Plasa Bieu (Old Market)
On the way back to Sint Annabaai, they stroll through the city centre, the pedestrian zone of Willemstad. Red clinker brick buildings like in a small town in Germany's northern province Lower Saxony make the German tourists doubt for a moment whether they are really in the tropics, if it weren't for the brown-skinned Curaçaoers next to the descendants of the colonial masters, not to mention the pretty shop assistants in the numerous fashion shops. "This is not Holland. This is the Dutch Caribbean," Karl states. "But - hold on! - there is also the Caribbean Netherlands. Please let me explain when we get to Bonaire," Karl begs for indulgence and patience as they regain their seats on two wicker armchairs in the Iguana café. From there, you can watch the traffic in the Sint Annabaai and the movements of the Queen Emma Bridge so perfectly, a cheap and never boring amusement.
Caribbean beauty - Sculpture of Nena Sanchez
The next day, of course, K and K try out the new diving equipment at Daai Booi Baai. Kosimar proudly emerges from the turquoise water in her new diving shirt as a magical pink mermaid, takes the snorkel out of her mouth and enthusiastically reports on the many colourful fish she has encountered. Things get at least as colourful when K and K stop at Nena Sanchez's Jan Kok Landhuis late in the afternoon on their way home to the lodge after hours by the sea. The "Miss Curaçao" of 1966, who subsequently lived in Venezuela for many years, returned to her home island and to the visual arts in the 1990s. Her paintings and women's sculptures reflect the colours of the tropics - in nature, on the brightly painted houses and the cheerful dresses of Curaçao's women. And she plays with the colours. So it seems only natural that in the often-varied theme of "Young Woman and the Sea", the beautiful woman's face is coloured blue.
Landhuis Jan Kok
The artist has converted an old country house into a gallery.
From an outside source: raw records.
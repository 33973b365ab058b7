//! Engine-wide tunables.
//!
//! [`EngineConfig`] collects every default the engines use, so a host can
//! adjust them in one place (or load them from TOML with the `serde`
//! feature) and derive the per-call configs from it.

use super::aggregate::{
    AggregateOptions, DEFAULT_ELLIPSIS, DEFAULT_LABEL_MAX_CHARS, DEFAULT_TOP_N,
};
use super::bar::{BarLayoutConfig, DEFAULT_MIN_BAR_LENGTH};
use super::hover::HoverModel;
use super::radial::{DEFAULT_ANCHOR_RATIO, RadialConfig};
use super::rect::Insets;
use super::spline::{DEFAULT_X_LABEL_LIMIT, SplineConfig};
use super::style::DEFAULT_DIMMED_OPACITY;
use super::tooltip::{DEFAULT_TOOLTIP_GAP, TooltipConfig};
use crate::curve::DEFAULT_TENSION;
use crate::error::{ChartError, ChartResult};
use std::fmt::Debug;

/// Tunable defaults for all engines.
#[derive(Debug, Clone, PartialEq)]
#[cfg_attr(feature = "serde", derive(serde::Serialize, serde::Deserialize))]
#[cfg_attr(feature = "serde", serde(default))]
pub struct EngineConfig {
    /// Cardinal spline tension for line charts
    pub spline_tension: f32,
    /// Minimum drawn length of a positive bar, in pixels
    pub min_bar_length: f32,
    /// Opacity of non-hovered elements while something is hovered
    pub dimmed_opacity: f32,
    /// Gap between a tooltip and its anchor, in pixels
    pub tooltip_gap: f32,
    /// Radial tooltip anchor distance as a fraction of the outer radius
    pub tooltip_anchor_ratio: f32,
    /// Longest label kept before truncation, in characters; `0` disables
    pub label_max_chars: usize,
    pub ellipsis: String,
    /// Number of groups kept by aggregation; `0` keeps all
    pub top_n: Option<usize>,
    /// Line charts label every point up to this count
    pub x_label_limit: usize,
    /// Plot padding for line charts
    pub padding: Insets,
}

impl Default for EngineConfig {
    fn default() -> Self {
        Self {
            spline_tension: DEFAULT_TENSION,
            min_bar_length: DEFAULT_MIN_BAR_LENGTH,
            dimmed_opacity: DEFAULT_DIMMED_OPACITY,
            tooltip_gap: DEFAULT_TOOLTIP_GAP,
            tooltip_anchor_ratio: DEFAULT_ANCHOR_RATIO,
            label_max_chars: DEFAULT_LABEL_MAX_CHARS,
            ellipsis: DEFAULT_ELLIPSIS.to_string(),
            top_n: Some(DEFAULT_TOP_N),
            x_label_limit: DEFAULT_X_LABEL_LIMIT,
            padding: Insets::default(),
        }
    }
}

impl EngineConfig {
    /// Check every value for a usable range.
    pub fn validate(&self) -> ChartResult<()> {
        if !self.spline_tension.is_finite() || !(0.0..=1.0).contains(&self.spline_tension) {
            return Err(ChartError::InvalidTension(self.spline_tension));
        }
        if !self.dimmed_opacity.is_finite() || !(0.0..=1.0).contains(&self.dimmed_opacity) {
            return Err(ChartError::InvalidOpacity(self.dimmed_opacity));
        }

        let non_negative = [
            ("min_bar_length", self.min_bar_length),
            ("tooltip_gap", self.tooltip_gap),
            ("padding.top", self.padding.top),
            ("padding.right", self.padding.right),
            ("padding.bottom", self.padding.bottom),
            ("padding.left", self.padding.left),
        ];
        for (name, value) in non_negative {
            if !value.is_finite() || value < 0.0 {
                return Err(ChartError::InvalidConfig(format!(
                    "{name} must be finite and non-negative, got {value}"
                )));
            }
        }

        if !(0.0..=1.0).contains(&self.tooltip_anchor_ratio) {
            return Err(ChartError::InvalidConfig(format!(
                "tooltip_anchor_ratio must be within 0..=1, got {}",
                self.tooltip_anchor_ratio
            )));
        }
        Ok(())
    }

    /// Parse a TOML document. Missing keys keep their defaults.
    ///
    /// ```
    /// use tallyplot_geometry::chart::EngineConfig;
    ///
    /// let config = EngineConfig::from_toml_str("spline_tension = 0.5").unwrap();
    /// assert_eq!(config.spline_tension, 0.5);
    /// assert_eq!(config.min_bar_length, 4.0);
    /// ```
    #[cfg(feature = "serde")]
    pub fn from_toml_str(text: &str) -> ChartResult<Self> {
        let config: Self =
            toml::from_str(text).map_err(|e| ChartError::InvalidConfig(e.to_string()))?;
        config.validate()?;
        tracing::debug!("Loaded engine config: {:?}", config);
        Ok(config)
    }

    /// Serialize to a TOML document.
    #[cfg(feature = "serde")]
    pub fn to_toml_string(&self) -> ChartResult<String> {
        toml::to_string(self).map_err(|e| ChartError::InvalidConfig(e.to_string()))
    }

    pub fn aggregate_options(&self) -> AggregateOptions {
        AggregateOptions::default()
            .with_top_n(self.top_n.filter(|&n| n > 0))
            .with_label_max_chars(Some(self.label_max_chars).filter(|&n| n > 0))
            .with_ellipsis(self.ellipsis.clone())
    }

    pub fn radial_config(&self, outer_radius: f32, inner_radius: f32) -> RadialConfig {
        RadialConfig::new(outer_radius, inner_radius).with_anchor_ratio(self.tooltip_anchor_ratio)
    }

    pub fn spline_config(&self, width: f32, height: f32) -> SplineConfig {
        SplineConfig::new(width, height)
            .with_padding(self.padding)
            .with_tension(self.spline_tension)
            .with_x_label_limit(self.x_label_limit)
    }

    pub fn bar_config(&self, available_space: f32) -> BarLayoutConfig {
        BarLayoutConfig::new(available_space).with_min_bar_length(self.min_bar_length)
    }

    pub fn tooltip_config(&self) -> TooltipConfig {
        TooltipConfig {
            gap: self.tooltip_gap,
        }
    }

    pub fn hover_model<K: Copy + PartialEq + Debug>(&self) -> HoverModel<K> {
        HoverModel::new().with_dimmed_opacity(self.dimmed_opacity)
    }
}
The mansions of the Dutch plantation owners - there are still 55 of them today - were usually situated on a hill and surrounded by farm workers' huts, farm workers being a euphemistic word. Slaves brought in from West Africa they were. From hill to hill, slaveholders could warn each other or call for help if there was a riot among the workers. With the namesake of the house now used for fine art, such a riot would not have been surprising. Jan Kok was considered one of the cruellest slave drivers on the island. From the bedrooms on the first floor, there is a magnificent view of lush green vegetation in the foreground, the coastal range of hills in the distance and, in front, the salt fields where his slaves toiled.
View from the Landhuis terrace
Today, flocks of flamingos enjoy themselves there. The animals find plenty of food in the shallow water. At the edge of the salt ponds, just before Sint Willibrordus, stands a white stone pillar with a white fist on top. The hand encloses the end of a broken chain. In 1863, the Netherlands finally abolished slavery as one of the last European colonial powers.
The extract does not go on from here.